■ **DATASET CONTENT**
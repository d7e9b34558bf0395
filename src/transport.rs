use std::fmt;
use std::path::PathBuf;
use std::str::FromStr;

use tokio::io::AsyncRead;
use url::Url;

use crate::error::TransportError;

/// A connected byte stream. Chunk boundaries carry no meaning.
pub type ByteStream = Box<dyn AsyncRead + Unpin + Send>;

/// Where the device's byte stream comes from.
///
/// An RFCOMM-bound Bluetooth serial link shows up as a device node such as
/// `/dev/rfcomm0`; serial-over-TCP adapters are reached with `tcp://`.
#[derive(Debug, Clone, PartialEq, Eq)]
pub enum TransportTarget {
    Tcp { host: String, port: u16 },
    Device(PathBuf),
    Stdin,
}

impl FromStr for TransportTarget {
    type Err = TransportError;

    fn from_str(s: &str) -> Result<Self, Self::Err> {
        let s = s.trim();
        if s.is_empty() {
            return Err(TransportError::InvalidTarget(s.to_string()));
        }
        if s == "-" || s == "stdin" {
            return Ok(TransportTarget::Stdin);
        }
        if s.starts_with("tcp://") {
            let url = Url::parse(s).map_err(|_| TransportError::InvalidTarget(s.to_string()))?;
            let host = url.host_str().ok_or_else(|| TransportError::InvalidTarget(s.to_string()))?;
            let port = url.port().ok_or_else(|| TransportError::InvalidTarget(s.to_string()))?;
            return Ok(TransportTarget::Tcp { host: host.to_string(), port });
        }
        let path = s.strip_prefix("file:").unwrap_or(s);
        Ok(TransportTarget::Device(PathBuf::from(path)))
    }
}

impl fmt::Display for TransportTarget {
    fn fmt(&self, f: &mut fmt::Formatter<'_>) -> fmt::Result {
        match self {
            TransportTarget::Tcp { host, port } => write!(f, "tcp://{}:{}", host, port),
            TransportTarget::Device(path) => write!(f, "file:{}", path.display()),
            TransportTarget::Stdin => write!(f, "stdin"),
        }
    }
}

impl TransportTarget {
    pub async fn connect(&self) -> Result<ByteStream, TransportError> {
        let connect_err = |source: std::io::Error| TransportError::Connect { target: self.to_string(), source };
        match self {
            TransportTarget::Tcp { host, port } => {
                let stream = tokio::net::TcpStream::connect((host.as_str(), *port))
                    .await
                    .map_err(connect_err)?;
                Ok(Box::new(stream))
            }
            TransportTarget::Device(path) => {
                let file = tokio::fs::File::open(path).await.map_err(connect_err)?;
                Ok(Box::new(file))
            }
            TransportTarget::Stdin => Ok(Box::new(tokio::io::stdin())),
        }
    }
}
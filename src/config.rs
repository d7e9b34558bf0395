use std::str::FromStr;
use std::time::Duration;

use crate::chart::ChartSpec;
use crate::framing::{FramingMode, DEFAULT_MAX_FRAME_BYTES};
use crate::retry::RetryConfig;

#[derive(Debug, Clone, Copy, PartialEq, Eq)]
pub enum RunMode {
    /// API server plus a bridge session feeding the in-process gateway.
    All,
    Api,
    /// Bridge only, forwarding frames to `api_url`.
    Bridge,
}

impl RunMode {
    pub fn from_env() -> Self {
        match std::env::var("MODE").unwrap_or_default().to_ascii_lowercase().as_str() {
            "api" => RunMode::Api,
            "bridge" => RunMode::Bridge,
            _ => RunMode::All,
        }
    }

    pub fn serves_api(&self) -> bool {
        matches!(self, RunMode::All | RunMode::Api)
    }

    pub fn runs_bridge(&self) -> bool {
        matches!(self, RunMode::All | RunMode::Bridge)
    }
}

#[derive(Debug, Clone)]
pub struct Config {
    pub mode: RunMode,
    pub transport: String,
    pub device_addr: String,
    pub bind_addr: String,
    pub api_url: String,
    pub viz_url: String,
    pub open_viz: bool,
    pub sqlite_path: String,
    pub store_timeout_ms: u64,
    pub http_timeout_ms: u64,
    pub max_frame_bytes: usize,
    pub framing: FramingMode,
    pub read_chunk_bytes: usize,
    pub ingest_retries: u32,
    pub retry_base_ms: u64,
    pub retry_max_ms: u64,
    pub chart_width: u32,
    pub chart_height: u32,
    pub static_dir: String,
}

impl Default for Config {
    fn default() -> Self {
        Self {
            mode: RunMode::All,
            transport: "/dev/rfcomm0".to_string(),
            device_addr: "98:D3:31:F9:3F:35".to_string(),
            bind_addr: "127.0.0.1:3000".to_string(),
            api_url: "http://localhost:3000/sendData".to_string(),
            viz_url: "http://localhost:3000/".to_string(),
            open_viz: true,
            sqlite_path: "./readings.sqlite".to_string(),
            store_timeout_ms: 5000,
            http_timeout_ms: 5000,
            max_frame_bytes: DEFAULT_MAX_FRAME_BYTES,
            framing: FramingMode::Balanced,
            read_chunk_bytes: 1024,
            ingest_retries: 3,
            retry_base_ms: 100,
            retry_max_ms: 5000,
            chart_width: 800,
            chart_height: 600,
            static_dir: "public".to_string(),
        }
    }
}

fn env_or<T: FromStr>(key: &str, default: T) -> T {
    std::env::var(key).ok().and_then(|v| v.trim().parse().ok()).unwrap_or(default)
}

fn env_flag(key: &str, default: bool) -> bool {
    match std::env::var(key).map(|v| v.trim().to_ascii_lowercase()).as_deref() {
        Ok("1") | Ok("true") | Ok("yes") | Ok("on") => true,
        Ok("0") | Ok("false") | Ok("no") | Ok("off") => false,
        _ => default,
    }
}

impl Config {
    pub fn from_env() -> Self {
        let d = Self::default();
        Self {
            mode: RunMode::from_env(),
            transport: std::env::var("TRANSPORT").unwrap_or(d.transport),
            device_addr: std::env::var("DEVICE_ADDR").unwrap_or(d.device_addr),
            bind_addr: std::env::var("BIND_ADDR").unwrap_or(d.bind_addr),
            api_url: std::env::var("API_URL").unwrap_or(d.api_url),
            viz_url: std::env::var("VIZ_URL").unwrap_or(d.viz_url),
            open_viz: env_flag("OPEN_VIZ", d.open_viz),
            sqlite_path: std::env::var("SQLITE_PATH").unwrap_or(d.sqlite_path),
            store_timeout_ms: env_or("STORE_TIMEOUT_MS", d.store_timeout_ms),
            http_timeout_ms: env_or("HTTP_TIMEOUT_MS", d.http_timeout_ms),
            max_frame_bytes: env_or("MAX_FRAME_BYTES", d.max_frame_bytes),
            framing: env_or("FRAMING", d.framing),
            read_chunk_bytes: env_or("READ_CHUNK_BYTES", d.read_chunk_bytes),
            ingest_retries: env_or("INGEST_RETRIES", d.ingest_retries),
            retry_base_ms: env_or("RETRY_BASE_MS", d.retry_base_ms),
            retry_max_ms: env_or("RETRY_MAX_MS", d.retry_max_ms),
            chart_width: env_or("CHART_WIDTH", d.chart_width),
            chart_height: env_or("CHART_HEIGHT", d.chart_height),
            static_dir: std::env::var("STATIC_DIR").unwrap_or(d.static_dir),
        }
    }

    pub fn store_timeout(&self) -> Duration {
        Duration::from_millis(self.store_timeout_ms)
    }

    pub fn http_timeout(&self) -> Duration {
        Duration::from_millis(self.http_timeout_ms)
    }

    pub fn retry(&self) -> RetryConfig {
        RetryConfig {
            max_retries: self.ingest_retries,
            base_delay_ms: self.retry_base_ms,
            max_delay_ms: self.retry_max_ms,
            ..RetryConfig::default()
        }
    }

    pub fn chart_spec(&self) -> ChartSpec {
        ChartSpec::with_size(self.chart_width, self.chart_height)
    }
}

■ **TASK INSTRUCTIONS**
After reading the material above, tally the lines that include the string "true" and give only the number.

■ **ANSWER TO THIS EXERCISE**
2